Once you have determined the points outlined above, there are still other criteria involved for choosing your future pressure gauge.

• The pressure to be measured: a pressure gauge is chosen according to its measurement range, for analog dial pressure gauges, the operating pressure must be between 1/3 and 2/3 of the range.
• Overpressure: pressure gauges have a limited resistance to overpressure (pressure higher than the maximum of the range), so it is necessary to be sure that the pressure gauge will be able to withstand any overpressure that may occur in the circuit. Common pressure gauges can handle 1.15 to 1.3 times their maximum pressure, beyond this you will have to look for a special pressure gauge or install a pressure limiter upstream to the gauge on the circuit.
• Precision: expressed as a percentage of the range, the smaller the percentage, the more accurate the gauge.

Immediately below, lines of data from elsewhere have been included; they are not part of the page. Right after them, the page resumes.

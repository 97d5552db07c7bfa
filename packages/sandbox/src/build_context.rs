// ABOUTME: In-memory tar build contexts for image builds
// ABOUTME: Generated Dockerfile plus named input files, with deterministic entry order and headers

use std::collections::BTreeMap;
use std::fs;
use std::io;
use std::path::{Component, Path, PathBuf};
use tracing::{debug, warn};
use walkdir::WalkDir;

pub const DOCKERFILE_NAME: &str = "Dockerfile";
pub const DOCKERIGNORE_NAME: &str = ".dockerignore";

#[derive(Debug, Clone)]
enum Source {
    File(PathBuf),
    Bytes(Vec<u8>),
}

/// Builder for a build-context archive
///
/// Entries are keyed by archive-relative destination, so adding two sources
/// for the same destination keeps the last one. The Dockerfile always sits at
/// the archive root; the optional prefix applies to every other entry.
#[derive(Debug, Clone)]
pub struct BuildContext {
    dockerfile: String,
    prefix: Option<String>,
    entries: BTreeMap<String, Source>,
}

impl BuildContext {
    pub fn new(dockerfile: impl Into<String>) -> Self {
        Self {
            dockerfile: dockerfile.into(),
            prefix: None,
            entries: BTreeMap::new(),
        }
    }

    /// Nest every input file under `prefix` inside the archive
    pub fn with_prefix(mut self, prefix: impl Into<String>) -> Self {
        let prefix = prefix.into();
        let trimmed = prefix.trim_matches('/');
        self.prefix = if trimmed.is_empty() {
            None
        } else {
            Some(trimmed.to_string())
        };
        self
    }

    /// Add a file from disk at `dest`
    pub fn file(mut self, source: impl Into<PathBuf>, dest: impl Into<String>) -> Self {
        self.entries
            .insert(dest.into(), Source::File(source.into()));
        self
    }

    /// Add in-memory contents at `dest`
    pub fn contents(mut self, dest: impl Into<String>, data: impl Into<Vec<u8>>) -> Self {
        self.entries.insert(dest.into(), Source::Bytes(data.into()));
        self
    }

    /// Add every regular file under `root`, placed under `dest` in the archive
    pub fn directory(mut self, root: &Path, dest: &str) -> io::Result<Self> {
        if !root.is_dir() {
            return Err(io::Error::new(
                io::ErrorKind::NotFound,
                format!("{} is not a directory", root.display()),
            ));
        }

        for entry in WalkDir::new(root).sort_by_file_name() {
            let entry = entry.map_err(io::Error::other)?;
            if !entry.file_type().is_file() {
                continue;
            }

            let relative = entry
                .path()
                .strip_prefix(root)
                .map_err(io::Error::other)?;
            let relative = relative.to_string_lossy().replace('\\', "/");
            let name = if dest.trim_matches('/').is_empty() {
                relative
            } else {
                format!("{}/{}", dest.trim_matches('/'), relative)
            };
            self.entries
                .insert(name, Source::File(entry.path().to_path_buf()));
        }

        Ok(self)
    }

    /// Archive paths of the input files, in the order they are written
    pub fn paths(&self) -> Vec<String> {
        self.entries.keys().map(|dest| self.archive_path(dest)).collect()
    }

    pub fn dockerfile(&self) -> &str {
        &self.dockerfile
    }

    fn archive_path(&self, dest: &str) -> String {
        let dest = dest.trim_start_matches('/');
        match &self.prefix {
            Some(prefix) => format!("{}/{}", prefix, dest),
            None => dest.to_string(),
        }
    }

    /// Serialize to a tar archive
    ///
    /// Headers carry fixed timestamps and zeroed ownership, so the same inputs
    /// always give the same bytes. Files from disk keep their execute bit.
    pub fn into_archive(self) -> io::Result<Vec<u8>> {
        let mut builder = tar::Builder::new(Vec::new());
        append_entry(&mut builder, DOCKERFILE_NAME, self.dockerfile.as_bytes())?;

        for (dest, source) in &self.entries {
            let path = self.archive_path(dest);
            check_relative(&path)?;
            match source {
                Source::File(file) => append_file(&mut builder, &path, file)?,
                Source::Bytes(data) => append_entry(&mut builder, &path, data)?,
            }
        }

        builder.into_inner()
    }
}

/// Exclusion rules read from a `.dockerignore` file
///
/// Rules apply in order and the last match wins; `!` marks an exception. A
/// rule matching a directory excludes everything below it.
#[derive(Debug, Default)]
pub struct IgnoreRules {
    rules: Vec<(glob::Pattern, bool)>,
}

impl IgnoreRules {
    /// Rules from `<dir>/.dockerignore`; empty when the file is absent
    pub fn load(dir: &Path) -> io::Result<Self> {
        match fs::read_to_string(dir.join(DOCKERIGNORE_NAME)) {
            Ok(contents) => Ok(Self::parse(&contents)),
            Err(e) if e.kind() == io::ErrorKind::NotFound => Ok(Self::default()),
            Err(e) => Err(e),
        }
    }

    pub fn parse(contents: &str) -> Self {
        let mut rules = Vec::new();
        for line in contents.lines() {
            let line = line.trim();
            if line.is_empty() || line.starts_with('#') {
                continue;
            }

            let (exception, raw) = match line.strip_prefix('!') {
                Some(rest) => (true, rest.trim()),
                None => (false, line),
            };
            let cleaned = raw
                .trim_start_matches("./")
                .trim_start_matches('/')
                .trim_end_matches('/');
            if cleaned.is_empty() {
                continue;
            }

            match glob::Pattern::new(cleaned) {
                Ok(pattern) => rules.push((pattern, exception)),
                Err(e) => warn!("Ignoring invalid {} pattern {:?}: {}", DOCKERIGNORE_NAME, raw, e),
            }
        }
        Self { rules }
    }

    pub fn is_empty(&self) -> bool {
        self.rules.is_empty()
    }

    /// Whether a context-relative, `/`-separated path is excluded
    pub fn is_ignored(&self, relative: &str) -> bool {
        let options = glob::MatchOptions {
            case_sensitive: true,
            require_literal_separator: true,
            require_literal_leading_dot: false,
        };

        let mut ignored = false;
        for (pattern, exception) in &self.rules {
            let hit = self_and_parents(relative).any(|p| pattern.matches_with(p, options));
            if hit {
                ignored = !exception;
            }
        }
        ignored
    }
}

/// `a/b/c`, then `a/b`, then `a`
fn self_and_parents(relative: &str) -> impl Iterator<Item = &str> {
    std::iter::successors(Some(relative), |path| {
        let path: &str = *path;
        path.rfind('/').map(|i| &path[..i])
    })
}

/// Archive an existing directory as a build context, Dockerfile included
///
/// Paths excluded by the directory's `.dockerignore` are left out, except the
/// Dockerfile and the ignore file themselves, which the daemon always needs.
pub fn archive_directory(dir: &Path) -> io::Result<Vec<u8>> {
    let dockerfile = dir.join(DOCKERFILE_NAME);
    if !dockerfile.is_file() {
        return Err(io::Error::new(
            io::ErrorKind::NotFound,
            format!("No Dockerfile found in {}", dir.display()),
        ));
    }

    let ignore = IgnoreRules::load(dir)?;
    let mut builder = tar::Builder::new(Vec::new());
    for entry in WalkDir::new(dir).sort_by_file_name() {
        let entry = entry.map_err(io::Error::other)?;
        if !entry.file_type().is_file() {
            continue;
        }
        let relative = entry
            .path()
            .strip_prefix(dir)
            .map_err(io::Error::other)?
            .to_string_lossy()
            .replace('\\', "/");

        let always_sent = relative == DOCKERFILE_NAME || relative == DOCKERIGNORE_NAME;
        if !always_sent && ignore.is_ignored(&relative) {
            debug!("Leaving {} out of the build context", relative);
            continue;
        }
        append_file(&mut builder, &relative, entry.path())?;
    }

    builder.into_inner()
}

fn append_entry(builder: &mut tar::Builder<Vec<u8>>, path: &str, data: &[u8]) -> io::Result<()> {
    let mut header = tar::Header::new_gnu();
    header.set_size(data.len() as u64);
    header.set_mode(0o644);
    header.set_mtime(0);
    header.set_uid(0);
    header.set_gid(0);
    header.set_cksum();
    builder.append_data(&mut header, path, data)
}

fn append_file(builder: &mut tar::Builder<Vec<u8>>, path: &str, file: &Path) -> io::Result<()> {
    let with_name = |e: io::Error| io::Error::new(e.kind(), format!("{}: {}", file.display(), e));
    let metadata = fs::metadata(file).map_err(with_name)?;
    let data = fs::read(file).map_err(with_name)?;

    let mut header = tar::Header::new_gnu();
    header.set_metadata_in_mode(&metadata, tar::HeaderMode::Deterministic);
    header.set_size(data.len() as u64);
    header.set_cksum();
    builder.append_data(&mut header, path, data.as_slice())
}

fn check_relative(path: &str) -> io::Result<()> {
    let escapes = Path::new(path)
        .components()
        .any(|c| !matches!(c, Component::Normal(_) | Component::CurDir));
    if escapes || path.is_empty() {
        return Err(io::Error::new(
            io::ErrorKind::InvalidInput,
            format!("Invalid archive path: {:?}", path),
        ));
    }
    Ok(())
}

/// Two-line Dockerfile that layers a directory of the context onto a base image
#[derive(Debug, Clone, PartialEq, Eq)]
pub struct DockerfileTemplate {
    pub base_image: String,
    pub source_dir: String,
    pub dest_dir: String,
}

impl DockerfileTemplate {
    pub fn new(
        base_image: impl Into<String>,
        source_dir: impl Into<String>,
        dest_dir: impl Into<String>,
    ) -> Self {
        Self {
            base_image: base_image.into(),
            source_dir: source_dir.into(),
            dest_dir: dest_dir.into(),
        }
    }

    pub fn render(&self) -> String {
        format!(
            "FROM {}\nADD {} {}\n",
            self.base_image, self.source_dir, self.dest_dir
        )
    }
}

• The dial diameter: the larger the dial, the more accurate the pressure reading will be, but the space available at the measurement location must be considered.
• Material compatibility:  the materials in contact with the fluid must be compatible with it. Standard pressure gauges are made of copper or copper alloy and are compatible with the most common fluids (water, air, oils, etc.), stainless steel pressure gauges are used for more aggressive fluids. For very aggressive, viscous, pasty or extremely hot fluids, a diaphragm separator is used, the pressure gauge is thus isolated from the fluid but the pressure is transmitted.
• The temperature of the fluid: pressure gauges with copper components can be used up to 65°C, above that, you will need stainless steel which can be used up to 150°C.
• Environmental conditions: the gauge housing materials must be able to withstand the operating environment. Stainless steel pressure gauges are preferred for aggressive or corrosive environments and waterproof housings are favored for outdoor use.